[Opening Input data section]

// LFProc - Low-frequency windowed processing for sensor archives
// Copyright (c) 2025 David Martin Venti
//
// Dual-licensed under AGPL-3.0 and Commercial License.
// See LICENSE file for details.

//! Time axis primitives
//!
//! Timestamps are integer microseconds since the Unix epoch. Integer time keeps
//! grid arithmetic exact: a grid point computed twice is the same value, which the
//! window stitching relies on.

use std::fmt;

use chrono::{DateTime, NaiveDateTime, Utc};
use serde::{Deserialize, Serialize};

use crate::error::CatalogError;

/// Microseconds per second
pub const MICROS_PER_SEC: i64 = 1_000_000;

/// Width of a rendered timestamp in output file names
pub const FORMATTED_WIDTH: usize = 21;

/// Convert seconds to the nearest whole microsecond
pub fn secs_to_micros(secs: f64) -> i64 {
    (secs * MICROS_PER_SEC as f64).round() as i64
}

/// Convert microseconds to seconds
pub fn micros_to_secs(micros: i64) -> f64 {
    micros as f64 / MICROS_PER_SEC as f64
}

/// A point in time, microseconds since 1970-01-01T00:00:00Z
#[derive(Debug, Clone, Copy, PartialEq, Eq, PartialOrd, Ord, Hash, Serialize, Deserialize)]
#[serde(transparent)]
pub struct Timestamp(i64);

impl Timestamp {
    /// Create from raw microseconds
    pub const fn from_micros(micros: i64) -> Self {
        Self(micros)
    }

    /// Create from whole seconds
    pub const fn from_secs(secs: i64) -> Self {
        Self(secs * MICROS_PER_SEC)
    }

    /// Create from a chrono UTC datetime
    pub fn from_datetime(dt: DateTime<Utc>) -> Self {
        Self(dt.timestamp_micros())
    }

    /// Raw microseconds
    pub const fn as_micros(self) -> i64 {
        self.0
    }

    /// Seconds since the epoch as a float
    pub fn as_secs_f64(self) -> f64 {
        micros_to_secs(self.0)
    }

    /// Shift by a signed number of microseconds
    pub const fn offset(self, micros: i64) -> Self {
        Self(self.0 + micros)
    }

    /// Signed distance `self - earlier` in microseconds
    pub const fn micros_since(self, earlier: Timestamp) -> i64 {
        self.0 - earlier.0
    }

    /// Convert to a chrono datetime (None when out of chrono's range)
    pub fn to_datetime(self) -> Option<DateTime<Utc>> {
        DateTime::<Utc>::from_timestamp_micros(self.0)
    }

    /// Parse an RFC 3339 string or a naive `YYYY-MM-DDTHH:MM:SS[.f]` string taken as UTC
    pub fn parse(text: &str) -> Result<Self, CatalogError> {
        let trimmed = text.trim();
        if let Ok(dt) = DateTime::parse_from_rfc3339(trimmed) {
            return Ok(Self::from_datetime(dt.with_timezone(&Utc)));
        }
        for fmt in ["%Y-%m-%dT%H:%M:%S%.f", "%Y-%m-%d %H:%M:%S%.f"] {
            if let Ok(naive) = NaiveDateTime::parse_from_str(trimmed, fmt) {
                return Ok(Self::from_datetime(naive.and_utc()));
            }
        }
        Err(CatalogError::BadTimestamp(text.to_string()))
    }

    /// Render at millisecond precision with path-unsafe characters removed.
    ///
    /// `2015-01-01T12:30:00.250` becomes `2015-01-01T123000.250`, always
    /// [`FORMATTED_WIDTH`] characters for in-range dates.
    pub fn format_ms(self) -> String {
        let rendered = match self.to_datetime() {
            Some(dt) => dt.format("%Y-%m-%dT%H:%M:%S%.3f").to_string(),
            None => self.0.to_string(),
        };
        rendered
            .chars()
            .filter(|c| !matches!(c, ':' | '/' | '\\' | '*' | '?' | '"' | '<' | '>' | '|'))
            .take(FORMATTED_WIDTH)
            .collect()
    }
}

impl fmt::Display for Timestamp {
    fn fmt(&self, f: &mut fmt::Formatter<'_>) -> fmt::Result {
        match self.to_datetime() {
            Some(dt) => write!(f, "{}", dt.format("%Y-%m-%dT%H:%M:%S%.6f")),
            None => write!(f, "{}us", self.0),
        }
    }
}

impl From<DateTime<Utc>> for Timestamp {
    fn from(dt: DateTime<Utc>) -> Self {
        Self::from_datetime(dt)
    }
}

/// Closed time span `[start, end]`
#[derive(Debug, Clone, Copy, PartialEq, Eq, Serialize, Deserialize)]
pub struct TimeRange {
    pub start: Timestamp,
    pub end: Timestamp,
}

impl TimeRange {
    pub fn new(start: Timestamp, end: Timestamp) -> Self {
        Self { start, end }
    }

    /// Length in microseconds
    pub fn duration_micros(&self) -> i64 {
        self.end.micros_since(self.start)
    }
}

impl fmt::Display for TimeRange {
    fn fmt(&self, f: &mut fmt::Formatter<'_>) -> fmt::Result {
        write!(f, "[{} .. {}]", self.start, self.end)
    }
}

/// Equally spaced output timestamps covering `[start, end)`.
///
/// Points are computed on demand, so a grid spanning months costs nothing to hold.
#[derive(Debug, Clone, Copy, PartialEq, Eq)]
pub struct TimeGrid {
    start: Timestamp,
    step_us: i64,
    len: usize,
}

impl TimeGrid {
    /// Build the grid `start, start+step, ...` strictly before `end`.
    ///
    /// A non-positive step or an empty range yields an empty grid.
    pub fn new(start: Timestamp, end: Timestamp, step_us: i64) -> Self {
        let span = end.micros_since(start);
        let len = if step_us <= 0 || span <= 0 {
            0
        } else {
            ((span + step_us - 1) / step_us) as usize
        };
        Self {
            start,
            step_us,
            len,
        }
    }

    pub fn len(&self) -> usize {
        self.len
    }

    pub fn is_empty(&self) -> bool {
        self.len == 0
    }

    /// Grid spacing in microseconds
    pub fn step_micros(&self) -> i64 {
        self.step_us
    }

    /// Timestamp of point `index`. Indices past the end extrapolate.
    pub fn at(&self, index: usize) -> Timestamp {
        self.start.offset(self.step_us * index as i64)
    }

    /// Points `from..to` (clamped to the grid)
    pub fn slice(&self, from: usize, to: usize) -> Vec<Timestamp> {
        let to = to.min(self.len);
        (from.min(to)..to).map(|i| self.at(i)).collect()
    }

    /// Last point of the grid
    pub fn last(&self) -> Option<Timestamp> {
        self.len.checked_sub(1).map(|i| self.at(i))
    }
}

[Closing Input data section]

> Work task:
The records above must be written out again exactly.

> Task solution:
// LFProc - Low-frequency windowed processing for sensor archives
// Copyright (c) 2025 David Martin Venti
//
// Dual-licensed under AGPL-3.0 and Commercial License.
// See LICENSE file for details.

//! Time axis primitives
//!
//! Timestamps are integer microseconds since the Unix epoch. Integer time keeps
//! grid arithmetic exact: a grid point computed twice is the same value, which the
//! window stitching relies on.

use std::fmt;

use chrono::{DateTime, NaiveDateTime, Utc};
use serde::{Deserialize, Serialize};

use crate::error::CatalogError;

/// Microseconds per second
pub const MICROS_PER_SEC: i64 = 1_000_000;

/// Width of a rendered timestamp in output file names
pub const FORMATTED_WIDTH: usize = 21;

/// Convert seconds to the nearest whole microsecond
pub fn secs_to_micros(secs: f64) -> i64 {
    (secs * MICROS_PER_SEC as f64).round() as i64
}

/// Convert microseconds to seconds
pub fn micros_to_secs(micros: i64) -> f64 {
    micros as f64 / MICROS_PER_SEC as f64
}

/// A point in time, microseconds since 1970-01-01T00:00:00Z
#[derive(Debug, Clone, Copy, PartialEq, Eq, PartialOrd, Ord, Hash, Serialize, Deserialize)]
#[serde(transparent)]
pub struct Timestamp(i64);

impl Timestamp {
    /// Create from raw microseconds
    pub const fn from_micros(micros: i64) -> Self {
        Self(micros)
    }

    /// Create from whole seconds
    pub const fn from_secs(secs: i64) -> Self {
        Self(secs * MICROS_PER_SEC)
    }

    /// Create from a chrono UTC datetime
    pub fn from_datetime(dt: DateTime<Utc>) -> Self {
        Self(dt.timestamp_micros())
    }

    /// Raw microseconds
    pub const fn as_micros(self) -> i64 {
        self.0
    }

    /// Seconds since the epoch as a float
    pub fn as_secs_f64(self) -> f64 {
        micros_to_secs(self.0)
    }

    /// Shift by a signed number of microseconds
    pub const fn offset(self, micros: i64) -> Self {
        Self(self.0 + micros)
    }

    /// Signed distance `self - earlier` in microseconds
    pub const fn micros_since(self, earlier: Timestamp) -> i64 {
        self.0 - earlier.0
    }

    /// Convert to a chrono datetime (None when out of chrono's range)
    pub fn to_datetime(self) -> Option<DateTime<Utc>> {
        DateTime::<Utc>::from_timestamp_micros(self.0)
    }

    /// Parse an RFC 3339 string or a naive `YYYY-MM-DDTHH:MM:SS[.f]` string taken as UTC
    pub fn parse(text: &str) -> Result<Self, CatalogError> {
        let trimmed = text.trim();
        if let Ok(dt) = DateTime::parse_from_rfc3339(trimmed) {
            return Ok(Self::from_datetime(dt.with_timezone(&Utc)));
        }
        for fmt in ["%Y-%m-%dT%H:%M:%S%.f", "%Y-%m-%d %H:%M:%S%.f"] {
            if let Ok(naive) = NaiveDateTime::parse_from_str(trimmed, fmt) {
                return Ok(Self::from_datetime(naive.and_utc()));
            }
        }
        Err(CatalogError::BadTimestamp(text.to_string()))
    }

    /// Render at millisecond precision with path-unsafe characters removed.
    ///
    /// `2015-01-01T12:30:00.250` becomes `2015-01-01T123000.250`, always
    /// [`FORMATTED_WIDTH`] characters for in-range dates.
    pub fn format_ms(self) -> String {
        let rendered = match self.to_datetime() {
            Some(dt) => dt.format("%Y-%m-%dT%H:%M:%S%.3f").to_string(),
            None => self.0.to_string(),
        };
        rendered
            .chars()
            .filter(|c| !matches!(c, ':' | '/' | '\\' | '*' | '?' | '"' | '<' | '>' | '|'))
            .take(FORMATTED_WIDTH)
            .collect()
    }
}

impl fmt::Display for Timestamp {
    fn fmt(&self, f: &mut fmt::Formatter<'_>) -> fmt::Result {
        match self.to_datetime() {
            Some(dt) => write!(f, "{}", dt.format("%Y-%m-%dT%H:%M:%S%.6f")),
            None => write!(f, "{}us", self.0),
        }
    }
}

impl From<DateTime<Utc>> for Timestamp {
    fn from(dt: DateTime<Utc>) -> Self {
        Self::from_datetime(dt)
    }
}

/// Closed time span `[start, end]`
#[derive(Debug, Clone, Copy, PartialEq, Eq, Serialize, Deserialize)]
pub struct TimeRange {
    pub start: Timestamp,
    pub end: Timestamp,
}

impl TimeRange {
    pub fn new(start: Timestamp, end: Timestamp) -> Self {
        Self { start, end }
    }

    /// Length in microseconds
    pub fn duration_micros(&self) -> i64 {
        self.end.micros_since(self.start)
    }
}

impl fmt::Display for TimeRange {
    fn fmt(&self, f: &mut fmt::Formatter<'_>) -> fmt::Result {
        write!(f, "[{} .. {}]", self.start, self.end)
    }
}

/// Equally spaced output timestamps covering `[start, end)`.
///
/// Points are computed on demand, so a grid spanning months costs nothing to hold.
#[derive(Debug, Clone, Copy, PartialEq, Eq)]
pub struct TimeGrid {
    start: Timestamp,
    step_us: i64,
    len: usize,
}

impl TimeGrid {
    /// Build the grid `start, start+step, ...` strictly before `end`.
    ///
    /// A non-positive step or an empty range yields an empty grid.
    pub fn new(start: Timestamp, end: Timestamp, step_us: i64) -> Self {
        let span = end.micros_since(start);
        let len = if step_us <= 0 || span <= 0 {
            0
        } else {
            ((span + step_us - 1) / step_us) as usize
        };
        Self {
            start,
            step_us,
            len,
        }
    }

    pub fn len(&self) -> usize {
        self.len
    }

    pub fn is_empty(&self) -> bool {
        self.len == 0
    }

    /// Grid spacing in microseconds
    pub fn step_micros(&self) -> i64 {
        self.step_us
    }

    /// Timestamp of point `index`. Indices past the end extrapolate.
    pub fn at(&self, index: usize) -> Timestamp {
        self.start.offset(self.step_us * index as i64)
    }

    /// Points `from..to` (clamped to the grid)
    pub fn slice(&self, from: usize, to: usize) -> Vec<Timestamp> {
        let to = to.min(self.len);
        (from.min(to)..to).map(|i| self.at(i)).collect()
    }

    /// Last point of the grid
    pub fn last(&self) -> Option<Timestamp> {
        self.len.checked_sub(1).map(|i| self.at(i))
    }
}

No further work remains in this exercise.